> _Problem details_
Go through the data from its first line and retype each line, stopping once the line containing "burns before conversion." has been retyped.

- - -

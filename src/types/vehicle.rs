//! Vehicle descriptions and the compatibility reference records they
//! are checked against.

use std::fmt;
use std::str::FromStr;

use serde::{Deserialize, Serialize};

use super::located::ServiceKind;
use crate::error::Error;

/// Fuel a vehicle burns before conversion.
#[derive(Debug, PartialEq, Eq, Hash, Copy, Clone, Serialize, Deserialize)]
#[serde(rename_all = "lowercase")]
pub enum FuelType {
    Petrol,
    Diesel,
}

impl fmt::Display for FuelType {
    fn fmt(&self, f: &mut fmt::Formatter<'_>) -> fmt::Result {
        match self {
            FuelType::Petrol => write!(f, "petrol"),
            FuelType::Diesel => write!(f, "diesel"),
        }
    }
}

impl FromStr for FuelType {
    type Err = Error;

    fn from_str(s: &str) -> Result<Self, Self::Err> {
        match s.trim().to_ascii_lowercase().as_str() {
            "petrol" => Ok(FuelType::Petrol),
            "diesel" => Ok(FuelType::Diesel),
            _ => Err(Error::UnknownFuelType(s.to_string())),
        }
    }
}

/// Target of a savings projection.
#[derive(Debug, PartialEq, Eq, Hash, Copy, Clone, Serialize, Deserialize)]
pub enum ConversionType {
    #[serde(rename = "CNG")]
    Cng,
    #[serde(rename = "EV")]
    Ev,
}

impl From<ConversionType> for ServiceKind {
    fn from(value: ConversionType) -> Self {
        match value {
            ConversionType::Cng => ServiceKind::Cng,
            ConversionType::Ev => ServiceKind::Ev,
        }
    }
}

impl FromStr for ConversionType {
    type Err = Error;

    fn from_str(s: &str) -> Result<Self, Self::Err> {
        match s.trim().to_ascii_lowercase().as_str() {
            "cng" => Ok(ConversionType::Cng),
            "ev" => Ok(ConversionType::Ev),
            _ => Err(Error::InvalidInput(format!("unsupported conversion type: {s}"))),
        }
    }
}

/// Driving habits of a vehicle, used to project fuel spend.
#[derive(Debug, PartialEq, Clone, Serialize, Deserialize)]
pub struct VehicleProfile {
    pub make: String,
    pub model: String,
    pub year: i32,
    pub current_fuel_type: FuelType,
    pub monthly_distance_km: f64,
    pub fuel_efficiency_km_per_liter: f64,
}

/// The identifying part of a vehicle, as typed into the checker.
#[derive(Debug, PartialEq, Eq, Clone, Serialize, Deserialize)]
pub struct VehicleQuery {
    pub make: String,
    pub model: String,
    pub year: i32,
}

impl fmt::Display for VehicleQuery {
    fn fmt(&self, f: &mut fmt::Formatter<'_>) -> fmt::Result {
        write!(f, "{} {} {}", self.make, self.model, self.year)
    }
}

/// Vehicle details attached to a booking.
#[derive(Debug, PartialEq, Eq, Clone, Serialize, Deserialize)]
pub struct VehicleInfo {
    pub make: String,
    pub model: String,
    pub year: i32,
    pub engine_type: String,
}

/// Inclusive range of model years.
#[derive(Debug, PartialEq, Eq, Clone, Copy, Serialize, Deserialize)]
pub struct YearRange {
    pub start: i32,
    pub end: i32,
}

impl YearRange {
    pub fn contains(&self, year: i32) -> bool {
        (self.start..=self.end).contains(&year)
    }
}

impl fmt::Display for YearRange {
    fn fmt(&self, f: &mut fmt::Formatter<'_>) -> fmt::Result {
        write!(f, "{}-{}", self.start, self.end)
    }
}

/// Typical workshop price of a conversion, in naira.
#[derive(Debug, PartialEq, Eq, Clone, Copy, Default, Serialize, Deserialize)]
pub struct EstimatedCost {
    pub cng: Option<u64>,
    pub ev: Option<u64>,
}

/// One row of the compatibility reference table.
#[derive(Debug, PartialEq, Eq, Clone, Serialize, Deserialize)]
pub struct CompatibilityRecord {
    pub make: String,
    pub model: String,
    pub year_range: YearRange,
    pub engine_types: Vec<FuelType>,
    pub conversion_types: Vec<ServiceKind>,
    pub estimated_cost: EstimatedCost,
    pub notes: Option<String>,
}

impl CompatibilityRecord {
    /// Whether this record describes `make` and `model`. Surrounding
    /// whitespace and ASCII case are ignored on both sides.
    pub fn describes(&self, make: &str, model: &str) -> bool {
        self.make.trim().eq_ignore_ascii_case(make.trim())
            && self.model.trim().eq_ignore_ascii_case(model.trim())
    }
}

#[cfg(test)]
mod vehicle_tests {
    use super::*;

    #[test]
    fn test_unknown_fuel_type() {
        assert_eq!("Petrol".parse::<FuelType>().unwrap(), FuelType::Petrol);
        let err = "kerosene".parse::<FuelType>().unwrap_err();
        assert!(matches!(err, Error::UnknownFuelType(name) if name == "kerosene"));
    }

    #[test]
    fn test_hybrid_is_not_a_savings_target() {
        assert_eq!("EV".parse::<ConversionType>().unwrap(), ConversionType::Ev);
        assert!(matches!(
            "Hybrid".parse::<ConversionType>(),
            Err(Error::InvalidInput(_))
        ));
    }

    #[test]
    fn test_year_range_is_inclusive() {
        let range = YearRange {
            start: 2010,
            end: 2024,
        };
        assert!(range.contains(2010));
        assert!(range.contains(2024));
        assert!(!range.contains(2009));
        assert!(!range.contains(2025));
        assert_eq!(range.to_string(), "2010-2024");
    }
}
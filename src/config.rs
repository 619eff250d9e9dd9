//! Marketplace configuration.
//!
//! Every field has a default, so a TOML file only needs the keys it
//! wants to override:
//!
//! ```toml
//! default_radius_km = 25.0
//!
//! [fuel_prices]
//! petrol = 650.0
//! ```

use std::path::Path;

use serde::{Deserialize, Serialize};

use crate::error::{ConfigError, Error, Result};
use crate::types::vehicle::FuelType;

/// Search radius used when a caller does not pass one.
pub const DEFAULT_RADIUS_KM: f64 = 50.0;

/// Retail energy prices in naira.
#[derive(Debug, PartialEq, Clone, Copy, Serialize, Deserialize)]
#[serde(default)]
pub struct FuelPrices {
    /// Per liter.
    pub petrol: f64,
    /// Per liter.
    pub diesel: f64,
    /// Per standard cubic meter, priced as a liter equivalent.
    pub cng: f64,
    /// Per kWh.
    pub electricity: f64,
}

impl Default for FuelPrices {
    fn default() -> Self {
        FuelPrices {
            petrol: 617.0,
            diesel: 1100.0,
            cng: 230.0,
            electricity: 68.0,
        }
    }
}

impl FuelPrices {
    /// Price of the fuel a vehicle currently burns.
    pub fn for_fuel(&self, fuel: FuelType) -> f64 {
        match fuel {
            FuelType::Petrol => self.petrol,
            FuelType::Diesel => self.diesel,
        }
    }

    fn validate(&self) -> Result<()> {
        let prices = [
            ("petrol", self.petrol),
            ("diesel", self.diesel),
            ("cng", self.cng),
            ("electricity", self.electricity),
        ];
        for (name, price) in prices {
            if !(price.is_finite() && price > 0.0) {
                return Err(Error::InvalidInput(format!(
                    "{name} price must be positive, got {price}"
                )));
            }
        }
        Ok(())
    }
}

#[derive(Debug, PartialEq, Clone, Serialize, Deserialize)]
#[serde(default)]
pub struct MarketConfig {
    pub fuel_prices: FuelPrices,
    pub default_radius_km: f64,
}

impl Default for MarketConfig {
    fn default() -> Self {
        MarketConfig {
            fuel_prices: FuelPrices::default(),
            default_radius_km: DEFAULT_RADIUS_KM,
        }
    }
}

impl MarketConfig {
    /// Parses and validates a TOML document.
    pub fn from_toml_str(content: &str) -> Result<Self> {
        let config: MarketConfig = toml::from_str(content).map_err(ConfigError::from)?;
        config.validate()?;
        Ok(config)
    }

    /// Reads, parses and validates a TOML file.
    pub fn load(path: impl AsRef<Path>) -> Result<Self> {
        let path = path.as_ref();
        info!("Loading marketplace configuration from {}", path.display());
        let content = std::fs::read_to_string(path).map_err(ConfigError::from)?;
        Self::from_toml_str(&content)
    }

    pub fn validate(&self) -> Result<()> {
        self.fuel_prices.validate()?;
        if !(self.default_radius_km.is_finite() && self.default_radius_km > 0.0) {
            return Err(Error::InvalidInput(format!(
                "default radius must be positive, got {}",
                self.default_radius_km
            )));
        }
        Ok(())
    }
}
//! Stores the state of the marketplace
//!
//! [`Marketplace`] owns every record and exposes the request level
//! operations. Records are kept in insertion order, which is also the
//! tie-break order for proximity ranking.

use chrono::Utc;
use serde::Deserialize;
use uuid::Uuid;

use super::seed::{
    editorial_team, sample_articles, sample_providers, sample_stations, COMPATIBILITY_TABLE,
};
use crate::algorithms::estimator::{
    check_compatibility, estimate_savings, Compatibility, SavingsReport,
};
use crate::algorithms::ranking::{find_nearest, NearestQuery};
use crate::article::{Article, ArticleCategory};
use crate::booking::{
    Booking, BookingStatus, BookingView, NewBooking, Review, ReviewAuthor, ReviewTarget, ReviewView,
    RATING_RANGE,
};
use crate::config::MarketConfig;
use crate::error::{Error, Result};
use crate::located::ServiceKind;
use crate::location::Location;
use crate::ranked::Ranked;
use crate::station::{Availability, NewStation, Station};
use crate::status::StationStatus;
use crate::user::{AuthContext, CurrentIdentity, ProviderProfileUpdate, Role, User};
use crate::vehicle::{CompatibilityRecord, ConversionType, FuelType, VehicleProfile, VehicleQuery};

/// Filters for [`Marketplace::list_providers`]. Unset fields match
/// everything.
#[derive(Debug, Clone, Default, Deserialize)]
pub struct ProviderFilter {
    /// Compared without regard to case.
    pub city: Option<String>,
    /// Keeps providers offering any of these. An empty list matches
    /// everything.
    pub services: Option<Vec<ServiceKind>>,
    pub verified: Option<bool>,
}

/// Filters for [`Marketplace::list_stations`]. Every set field must
/// match exactly.
#[derive(Debug, Clone, Default, Deserialize)]
pub struct StationFilter {
    pub city: Option<String>,
    pub state: Option<String>,
    pub kind: Option<ServiceKind>,
    pub status: Option<StationStatus>,
}

/// Filters for [`Marketplace::list_articles`]. Every set field must
/// match.
#[derive(Debug, Clone, Copy, Default, Deserialize)]
pub struct ArticleFilter {
    pub category: Option<ArticleCategory>,
    pub featured: Option<bool>,
    pub published: Option<bool>,
}

/// Savings calculator form, with fuel and conversion types still as
/// typed by the user.
#[derive(Debug, Clone, Deserialize)]
pub struct SavingsRequest {
    pub make: String,
    pub model: String,
    pub year: i32,
    pub current_fuel_type: String,
    pub monthly_distance_km: f64,
    pub fuel_efficiency_km_per_liter: f64,
    pub conversion_type: String,
}

impl SavingsRequest {
    fn parse(&self) -> Result<(VehicleProfile, ConversionType)> {
        let current_fuel_type: FuelType = self.current_fuel_type.parse()?;
        let conversion: ConversionType = self.conversion_type.parse()?;
        let profile = VehicleProfile {
            make: self.make.clone(),
            model: self.model.clone(),
            year: self.year,
            current_fuel_type,
            monthly_distance_km: self.monthly_distance_km,
            fuel_efficiency_km_per_liter: self.fuel_efficiency_km_per_liter,
        };
        Ok((profile, conversion))
    }
}

/// In-process record store and request handlers.
#[derive(Debug, Clone)]
pub struct Marketplace {
    config: MarketConfig,
    users: Vec<User>,
    stations: Vec<Station>,
    bookings: Vec<Booking>,
    reviews: Vec<Review>,
    articles: Vec<Article>,
    compatibility: Vec<CompatibilityRecord>,
}
const ARTICLES: [ArticleSeed; 5] = [
    ArticleSeed {
        title: "Why CNG Makes Sense for Nigerian Drivers",
        content: "With petrol above 600 naira a liter and CNG near 230, a typical \
                  commuter recovers the cost of a conversion kit in under two years.",
        category: ArticleCategory::Benefits,
        tags: &["CNG", "savings", "fuel prices"],
        published: true,
        featured: true,
        read_time_minutes: 5,
        days_ago: 40,
    },
    ArticleSeed {
        title: "Staying Safe with a CNG Conversion Kit",
        content: "Only use NMDPRA certified workshops, have cylinders inspected \
                  every five years and never ignore the smell of gas.",
        category: ArticleCategory::Safety,
        tags: &["CNG", "safety", "NMDPRA"],
        published: true,
        featured: true,
        read_time_minutes: 6,
        days_ago: 25,
    },
    ArticleSeed {
        title: "Inside the Presidential CNG Initiative",
        content: "The federal programme subsidises conversion kits for commercial \
                  vehicles and funds new refuelling stations across the states.",
        category: ArticleCategory::Government,
        tags: &["policy", "PCNGI", "subsidy"],
        published: true,
        featured: true,
        read_time_minutes: 4,
        days_ago: 10,
    },
    ArticleSeed {
        title: "Routine Maintenance After an EV Conversion",
        content: "Converted EVs have fewer moving parts, but battery cooling, \
                  brake wear and charge port contacts still need regular checks.",
        category: ArticleCategory::Maintenance,
        tags: &["EV", "battery", "maintenance"],
        published: true,
        featured: false,
        read_time_minutes: 7,
        days_ago: 3,
    },
    ArticleSeed {
        title: "Charging at Home: What EV Converts Need",
        content: "A dedicated circuit, a surge protector and a backup plan for \
                  grid outages.",
        category: ArticleCategory::Benefits,
        tags: &["EV", "charging"],
        published: false,
        featured: false,
        read_time_minutes: 3,
        days_ago: 1,
    },
];

/// The editorial account that authors the sample articles.
pub fn editorial_team() -> User {
    let mut editor = User::new(
        "editorial@switchr.ng",
        Role::Admin {
            full_name: "Switchr Editorial".to_string(),
        },
        None,
    );
    editor.is_verified = true;
    editor.is_email_verified = true;
    editor
}

/// Sample learning hub articles written by `author`, including one
/// unpublished draft.
pub fn sample_articles(author: Uuid) -> Vec<Article> {
    let now = Utc::now();
    ARTICLES
        .iter()
        .map(|seed| Article {
            uid: Uuid::new_v4(),
            title: seed.title.to_string(),
            content: seed.content.to_string(),
            category: seed.category,
            tags: seed.tags.iter().map(|t| t.to_string()).collect(),
            author,
            published: seed.published,
            featured: seed.featured,
            read_time_minutes: seed.read_time_minutes,
            created_at: now - Duration::days(seed.days_ago),
        })
        .collect()
}

/// "GreenTech Auto Solutions" -> "greentechautosolutions@switchr.ng"
fn mailbox(name: &str, domain: &str) -> String {
    let local: String = name
        .chars()
        .filter(|c| !c.is_whitespace())
        .flat_map(char::to_lowercase)
        .collect();
    format!("{local}@{domain}")
}
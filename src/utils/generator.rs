//! Random station generators for demos and tests.
//!
//! Callers pass their own [`Rng`] so a seeded generator gives the same
//! stations on every run.

use rand::Rng;
use uuid::Uuid;

use crate::located::ServiceKind;
use crate::location::{Address, Location};
use crate::station::{Availability, OperatingHours, Station, StationPricing};
use crate::status::StationStatus;

/// Kilometers per degree of latitude on a sphere of radius 6371 km.
const KM_PER_DEGREE: f64 = 111.195;

/// Generates `capacity` valid locations scattered roughly uniformly over
/// a disc of `radius_km` around `center`.
///
/// The offset is computed on a flat approximation, so points near the
/// edge may land slightly inside or outside the true great-circle
/// radius.
pub fn generate_locations_near(
    rng: &mut impl Rng,
    center: &Location,
    radius_km: f64,
    capacity: usize,
) -> Vec<Location> {
    let lat0 = center.latitude.into_inner();
    let lon0 = center.longitude.into_inner();
    let km_per_lon_degree = (KM_PER_DEGREE * lat0.to_radians().cos()).max(1e-6);

    (0..capacity)
        .map(|_| {
            let distance_km = radius_km * rng.gen::<f64>().sqrt();
            let bearing = rng.gen_range(0.0..std::f64::consts::TAU);
            let latitude = lat0 + distance_km * bearing.cos() / KM_PER_DEGREE;
            let longitude = lon0 + distance_km * bearing.sin() / km_per_lon_degree;
            Location::new(latitude.clamp(-90.0, 90.0), longitude.clamp(-180.0, 180.0))
        })
        .collect()
}

/// Generates `capacity` unverified stations near `center`, each owned by
/// `owner` and dispensing CNG, EV charge, or both.
pub fn generate_stations_near(
    rng: &mut impl Rng,
    center: &Location,
    radius_km: f64,
    capacity: usize,
    owner: Uuid,
) -> Vec<Station> {
    const KINDS: [ServiceKind; 3] = [ServiceKind::Cng, ServiceKind::Ev, ServiceKind::Both];

    generate_locations_near(rng, center, radius_km, capacity)
        .into_iter()
        .enumerate()
        .map(|(i, location)| {
            let kind = KINDS[rng.gen_range(0..KINDS.len())];
            Station {
                uid: Uuid::new_v4(),
                name: format!("Generated Station {i}"),
                kind,
                address: Address {
                    street: format!("{i} Generated Road"),
                    city: "Generated".to_string(),
                    state: "Generated".to_string(),
                    location,
                },
                pricing: StationPricing {
                    cng_price: kind.satisfies(ServiceKind::Cng).then(|| rng.gen_range(220..=250)),
                    ev_price: kind.satisfies(ServiceKind::Ev).then(|| rng.gen_range(60..=80)),
                },
                amenities: vec![],
                operating_hours: OperatingHours::always(),
                status: StationStatus::Operational,
                availability: Availability::defaults_for(kind),
                owner,
                verified: false,
            }
        })
        .collect()
}

#[cfg(test)]
mod generator_tests {
    use super::*;
    use crate::haversine;
    use rand::{rngs::StdRng, SeedableRng};

    const IBADAN: Location = Location::new(7.3775, 3.947);

    #[test]
    fn test_capacity_and_validity() {
        let mut rng = StdRng::seed_from_u64(1);
        let locations = generate_locations_near(&mut rng, &IBADAN, 30.0, 200);
        assert_eq!(locations.len(), 200);
        assert!(locations.iter().all(Location::is_valid));
    }

    #[test]
    fn test_points_stay_near_radius() {
        let mut rng = StdRng::seed_from_u64(2);
        for location in generate_locations_near(&mut rng, &IBADAN, 30.0, 200) {
            // Flat approximation error is well under a percent at this scale.
            assert!(haversine::distance(&IBADAN, &location) <= 30.3);
        }
    }

    #[test]
    fn test_same_seed_same_stations() {
        let owner = Uuid::new_v4();
        let a = generate_stations_near(&mut StdRng::seed_from_u64(3), &IBADAN, 10.0, 5, owner);
        let b = generate_stations_near(&mut StdRng::seed_from_u64(3), &IBADAN, 10.0, 5, owner);
        let sites = |stations: &[Station]| {
            stations
                .iter()
                .map(|s| (s.address.location, s.kind))
                .collect::<Vec<_>>()
        };
        assert_eq!(sites(&a), sites(&b));
    }
}
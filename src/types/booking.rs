//! Conversion bookings and the reviews customers leave afterwards.

use std::fmt;

use chrono::{DateTime, Utc};
use serde::{Deserialize, Serialize};
use uuid::Uuid;

use super::located::ServiceKind;
use super::user::User;
use super::vehicle::VehicleInfo;

/// Lowest and highest accepted review scores.
pub const RATING_RANGE: std::ops::RangeInclusive<u8> = 1..=5;

/// Progress of a conversion job at the workshop.
#[derive(Debug, PartialEq, Hash, Eq, Copy, Clone, Default, Serialize, Deserialize)]
#[serde(rename_all = "snake_case")]
pub enum BookingStatus {
    #[default]
    Pending,
    Confirmed,
    InProgress,
    Completed,
    Cancelled,
}

impl BookingStatus {
    /// Whether a booking may move from `self` to `next`.
    ///
    /// A job advances pending → confirmed → in progress → completed and
    /// may be cancelled until work starts.
    pub fn can_become(self, next: BookingStatus) -> bool {
        use BookingStatus::*;
        matches!(
            (self, next),
            (Pending, Confirmed)
                | (Pending, Cancelled)
                | (Confirmed, InProgress)
                | (Confirmed, Cancelled)
                | (InProgress, Completed)
        )
    }

    pub fn is_terminal(self) -> bool {
        matches!(self, BookingStatus::Completed | BookingStatus::Cancelled)
    }
}

impl fmt::Display for BookingStatus {
    fn fmt(&self, f: &mut fmt::Formatter<'_>) -> fmt::Result {
        let name = match self {
            BookingStatus::Pending => "pending",
            BookingStatus::Confirmed => "confirmed",
            BookingStatus::InProgress => "in_progress",
            BookingStatus::Completed => "completed",
            BookingStatus::Cancelled => "cancelled",
        };
        f.write_str(name)
    }
}

#[derive(Debug, PartialEq, Eq, Clone, Serialize, Deserialize)]
pub struct Booking {
    pub uid: Uuid,

    /// The vehicle owner who booked.
    pub user: Uuid,

    /// The provider user doing the conversion.
    pub provider: Uuid,
    pub vehicle: VehicleInfo,
    pub conversion_type: ServiceKind,
    pub scheduled_for: DateTime<Utc>,
    pub status: BookingStatus,

    /// Agreed price in naira.
    pub total_cost: u64,
    pub notes: Option<String>,
    pub created_at: DateTime<Utc>,
}

/// Input for booking a conversion slot.
#[derive(Debug, Clone, Deserialize)]
pub struct NewBooking {
    pub provider: Uuid,
    pub vehicle: VehicleInfo,
    pub conversion_type: ServiceKind,
    pub scheduled_for: DateTime<Utc>,
    pub total_cost: u64,
    pub notes: Option<String>,
}

/// What a review is about.
#[derive(Debug, PartialEq, Eq, Hash, Copy, Clone, Serialize, Deserialize)]
#[serde(tag = "type", content = "uid", rename_all = "lowercase")]
pub enum ReviewTarget {
    Provider(Uuid),
    Station(Uuid),
}

impl ReviewTarget {
    pub fn kind(&self) -> &'static str {
        match self {
            ReviewTarget::Provider(_) => "provider",
            ReviewTarget::Station(_) => "station",
        }
    }

    pub fn uid(&self) -> Uuid {
        match self {
            ReviewTarget::Provider(uid) | ReviewTarget::Station(uid) => *uid,
        }
    }
}

#[derive(Debug, PartialEq, Eq, Clone, Serialize, Deserialize)]
pub struct Review {
    pub uid: Uuid,
    pub user: Uuid,
    pub target: ReviewTarget,
    pub rating: u8,
    pub comment: String,

    /// Set once the visit or booking behind the review is confirmed.
    pub verified: bool,
    pub created_at: DateTime<Utc>,
}

/// A booking joined with the provider it was made with.
#[derive(Debug, PartialEq, Clone, Copy, Serialize)]
pub struct BookingView<'a> {
    #[serde(flatten)]
    pub booking: &'a Booking,

    /// `None` if the provider account is gone.
    pub provider: Option<&'a User>,
}

#[derive(Debug, PartialEq, Eq, Clone, Copy, Serialize)]
pub struct ReviewAuthor<'a> {
    pub name: &'a str,
    pub email: &'a str,
}

/// A review joined with the name and email of whoever wrote it.
#[derive(Debug, PartialEq, Clone, Copy, Serialize)]
pub struct ReviewView<'a> {
    #[serde(flatten)]
    pub review: &'a Review,
    pub author: Option<ReviewAuthor<'a>>,
}
//! Definitions for objects that can be placed on a map and ranked by
//! proximity.
//!
//! The marketplace has two kinds of located records: conversion
//! providers (users with the provider role, see
//! [`User`](`super::user::User`)) and fuel or charging stations (see
//! [`Station`](`super::station::Station`)). The ranker does not care
//! which one it is handed, so both implement [`Locatable`] and the
//! ranking functions accept any `impl Locatable`.

use std::fmt;
use std::str::FromStr;

use serde::{Deserialize, Serialize};
use uuid::Uuid;

use super::location::Location;
use crate::error::Error;

/// A "Locatable-like" object has an identity, a position and a set of
/// service categories.
pub trait Locatable {
    /// Stable identity of the record.
    fn uid(&self) -> Uuid;

    /// Position of the record. A record without one is never ranked.
    fn location(&self) -> Option<&Location>;

    /// Service categories offered at the location.
    fn categories(&self) -> &[ServiceKind];
}

/// Fuel or drive-train service that a provider or station offers.
///
/// [`ServiceKind::Both`] is only used by stations that sell CNG and
/// charge EVs at the same site. A search filtered on either kind
/// matches it.
#[derive(Debug, PartialEq, Eq, Hash, Copy, Clone, Serialize, Deserialize)]
pub enum ServiceKind {
    #[serde(rename = "CNG")]
    Cng,
    #[serde(rename = "EV")]
    Ev,
    Hybrid,
    Both,
}

impl ServiceKind {
    /// True if a record tagged `self` should be returned for a search
    /// on `filter`.
    pub fn satisfies(self, filter: ServiceKind) -> bool {
        self == filter || self == ServiceKind::Both
    }
}

impl fmt::Display for ServiceKind {
    fn fmt(&self, f: &mut fmt::Formatter<'_>) -> fmt::Result {
        match self {
            ServiceKind::Cng => write!(f, "CNG"),
            ServiceKind::Ev => write!(f, "EV"),
            ServiceKind::Hybrid => write!(f, "Hybrid"),
            ServiceKind::Both => write!(f, "Both"),
        }
    }
}

impl FromStr for ServiceKind {
    type Err = Error;

    fn from_str(s: &str) -> Result<Self, Self::Err> {
        match s.trim().to_ascii_lowercase().as_str() {
            "cng" => Ok(ServiceKind::Cng),
            "ev" => Ok(ServiceKind::Ev),
            "hybrid" => Ok(ServiceKind::Hybrid),
            "both" => Ok(ServiceKind::Both),
            other => Err(Error::InvalidInput(format!("unknown service kind: {other}"))),
        }
    }
}
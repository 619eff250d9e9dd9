//! Error types for switchr

use thiserror::Error;
use uuid::Uuid;

use crate::types::booking::BookingStatus;
use crate::types::located::ServiceKind;

/// Configuration-related errors
#[derive(Debug, Error)]
pub enum ConfigError {
    #[error("Failed to read configuration: {0}")]
    Io(#[from] std::io::Error),

    #[error("Failed to parse configuration: {0}")]
    Parse(#[from] toml::de::Error),
}

#[derive(Debug, Error)]
pub enum Error {
    #[error("Invalid coordinate: ({latitude}, {longitude})")]
    InvalidCoordinate { latitude: f64, longitude: f64 },

    #[error("Invalid input: {0}")]
    InvalidInput(String),

    #[error("Unknown fuel type: {0}")]
    UnknownFuelType(String),

    #[error("Not authenticated")]
    NotAuthenticated,

    #[error("Unauthorized: {0}")]
    Unauthorized(String),

    #[error("{kind} not found: {uid}")]
    NotFound { kind: &'static str, uid: Uuid },

    #[error("You have already reviewed this {0}")]
    AlreadyReviewed(&'static str),

    #[error("Cannot move booking from {from} to {to}")]
    InvalidTransition {
        from: BookingStatus,
        to: BookingStatus,
    },

    #[error("Provider does not offer {0} conversions")]
    ServiceNotOffered(ServiceKind),

    #[error("Email already registered: {0}")]
    EmailTaken(String),

    #[error("Configuration error: {0}")]
    Config(#[from] ConfigError),
}

pub type Result<T> = std::result::Result<T, Error>;
//! Struct definitions and implementations for [`Location`] and
//! [`Address`].

use ordered_float::OrderedFloat;
use serde::{Deserialize, Serialize};

use crate::error::{Error, Result};

/// A [`Location`] is the geographic position of a provider workshop,
/// a station, or a customer searching for one. Typically, this type is
/// used in tandem with the [`Locatable`](`super::located::Locatable`)
/// trait.
///
/// Ordered floats are used so that a location can be hashed and
/// compared, which is handy as a map key when de-duplicating stations
/// that share a site.
#[derive(Debug, PartialEq, Hash, Eq, Copy, Clone, Serialize, Deserialize)]
pub struct Location {
    /// Degrees north of the equator, in [-90, 90].
    pub latitude: OrderedFloat<f64>,

    /// Degrees east of Greenwich, in [-180, 180].
    pub longitude: OrderedFloat<f64>,
}

impl Location {
    /// Creates a location from raw degrees. No validation happens here,
    /// see [`Location::validate`].
    pub const fn new(latitude: f64, longitude: f64) -> Self {
        Location {
            latitude: OrderedFloat(latitude),
            longitude: OrderedFloat(longitude),
        }
    }

    /// Returns true if both components are finite and within range.
    pub fn is_valid(&self) -> bool {
        let (lat, lon) = (self.latitude.into_inner(), self.longitude.into_inner());
        lat.is_finite()
            && lon.is_finite()
            && (-90.0..=90.0).contains(&lat)
            && (-180.0..=180.0).contains(&lon)
    }

    /// Returns the location itself if valid, or an
    /// [`Error::InvalidCoordinate`] otherwise.
    pub fn validate(&self) -> Result<&Self> {
        if self.is_valid() {
            Ok(self)
        } else {
            Err(Error::InvalidCoordinate {
                latitude: self.latitude.into_inner(),
                longitude: self.longitude.into_inner(),
            })
        }
    }
}

impl From<(f64, f64)> for Location {
    fn from((latitude, longitude): (f64, f64)) -> Self {
        Location::new(latitude, longitude)
    }
}

/// A postal address pinned to a [`Location`].
#[derive(Debug, PartialEq, Eq, Clone, Serialize, Deserialize)]
pub struct Address {
    pub street: String,
    pub city: String,
    pub state: String,
    pub location: Location,
}

//------------------------------------------------------------------
// Unit Tests
//------------------------------------------------------------------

- - -

> _Written answer_
filename src/types/vehicle.rs
//! Vehicle descriptions and the compatibility reference records they
//! are checked against.

use std::fmt;
use std::str::FromStr;

use serde::{Deserialize, Serialize};

use super::located::ServiceKind;
use crate::error::Error;

/// Fuel a vehicle burns before conversion.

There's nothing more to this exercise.